I can't believe it's been almost two weeks since I got back from my violin varnish workshop in Concord.  Lots of people have asked about it, so figured I'd better buckle down and write this post while enough of it is still fresh in my mind.

It was great.  Disturbing week to be in Boston aside, it was inspiring, helpful, challenging, reassuring, and altogether worthwhile.  Very glad I went, and I know my work will improve as a direct result.

Joe Robson
There were a dozen people in attendance at the workshop ranging from professionals with experience to someone varnishing for the first time.  The primary instructors were Joe Robson (who is a varnish maker and provided us a range of his products to try) and Marilyn Wallin (an award winning luthier and former president of the Violin Society of America), and then later we were also joined by Roman Barnas (teacher at the North Bennett Street School) and Todd Goldenburg (a New England luthier).

gathered for a demonstration
We were situated in two rooms in an art center in Concord, but spent as much time as possible working outside.  Color is easier to judge in natural light, and everything dried best in the sun when we could get it.

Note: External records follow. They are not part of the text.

//! Client side of the gateway-fronted endpoints.

use reqwest::{Client, Response};
use serde::{Serialize, de::DeserializeOwned};

use crate::{
    error::GatewayError,
    retry,
    types::{MoodPlaylistRequest, SentimentRequest, SentimentResponse, TopArtistsPlaylistRequest},
};

pub const SENTIMENT_PATH: &str = "/sentiment";
pub const MOOD_PLAYLIST_PATH: &str = "/playlist/mood";
pub const TOP_ARTISTS_PLAYLIST_PATH: &str = "/playlist/top-artists-songs";
pub const HEALTH_PATH: &str = "/health";

#[derive(Debug, Clone)]
pub struct GatewayClient {
    http: Client,
    baseurl: String,
}

impl GatewayClient {
    pub fn new(baseurl: impl Into<String>) -> Self {
        Self {
            http: Client::new(),
            baseurl: baseurl.into().trim_end_matches('/').to_string(),
        }
    }

    pub fn baseurl(&self) -> &str {
        &self.baseurl
    }

    fn url(&self, path: &str) -> String {
        format!("{}{}", self.baseurl, path)
    }

    /// Probes `GET /health` with the bounded-retry helper.
    ///
    /// Returns the last status seen, or `None` when the gateway could not be
    /// reached at all.
    pub async fn health(&self) -> Option<u16> {
        retry::web_service_get(&self.http, &self.url(HEALTH_PATH))
            .await
            .map(|response| response.status().as_u16())
    }

    pub async fn analyze(&self, text: &str) -> Result<SentimentResponse, GatewayError> {
        self.post(
            SENTIMENT_PATH,
            &SentimentRequest {
                text: text.to_string(),
            },
        )
        .await
    }

    /// Returns the id of the created playlist.
    pub async fn mood_playlist(&self, request: &MoodPlaylistRequest) -> Result<String, GatewayError> {
        self.post(MOOD_PLAYLIST_PATH, request).await
    }

    /// Returns the id of the created playlist.
    pub async fn top_artists_playlist(
        &self,
        request: &TopArtistsPlaylistRequest,
    ) -> Result<String, GatewayError> {
        self.post(TOP_ARTISTS_PLAYLIST_PATH, request).await
    }

    async fn post<B, T>(&self, path: &str, body: &B) -> Result<T, GatewayError>
    where
        B: Serialize + ?Sized,
        T: DeserializeOwned,
    {
        let url = self.url(path);
        let response = self.http.post(&url).json(body).send().await?;
        let response = check_status(response, url).await?;
        Ok(response.json::<T>().await?)
    }
}

/// Anything but 200 is a failure. A 500 carries the handler's JSON-encoded
/// error message.
async fn check_status(response: Response, url: String) -> Result<Response, GatewayError> {
    let status = response.status().as_u16();
    if status == 200 {
        return Ok(response);
    }

    let message = if status == 500 {
        response.json::<String>().await.ok()
    } else {
        None
    };

    Err(GatewayError::Status {
        status,
        url,
        message,
    })
}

Everyone was asked to bring two instruments, one in the white, and one with a ground coat already established.  I managed to do my ground work at home backwards (not an auspicious beginning), but this worked out in the end because I was able to strip the instrument and that's a skill I needed.  I also got to learn a technique for completing a ground coat in a day in order to catch up, and that was valuable experience as well.  (Ideally, it's best to take your time and be thorough and enjoy the process longer, but the speed ground turned out to work perfectly fine.  Someone in our group dubbed the technique the "Fed Ex Ground.")

My corner of the bench--cozy work space for 8 people
There were several revelations for me during this workshop, one of which was to finally begin to understand the true importance and function of the ground on a violin.  The ground coat is everything you do to the wood before you start layering on varnish.  The ground is in the wood, the varnish is on the wood.  With the ground you establish a base color to work over, and prepare the surfaces for taking on varnish.  In this workshop I was shown how to look for the ground through the varnish on a finished instrument, which was pretty amazing.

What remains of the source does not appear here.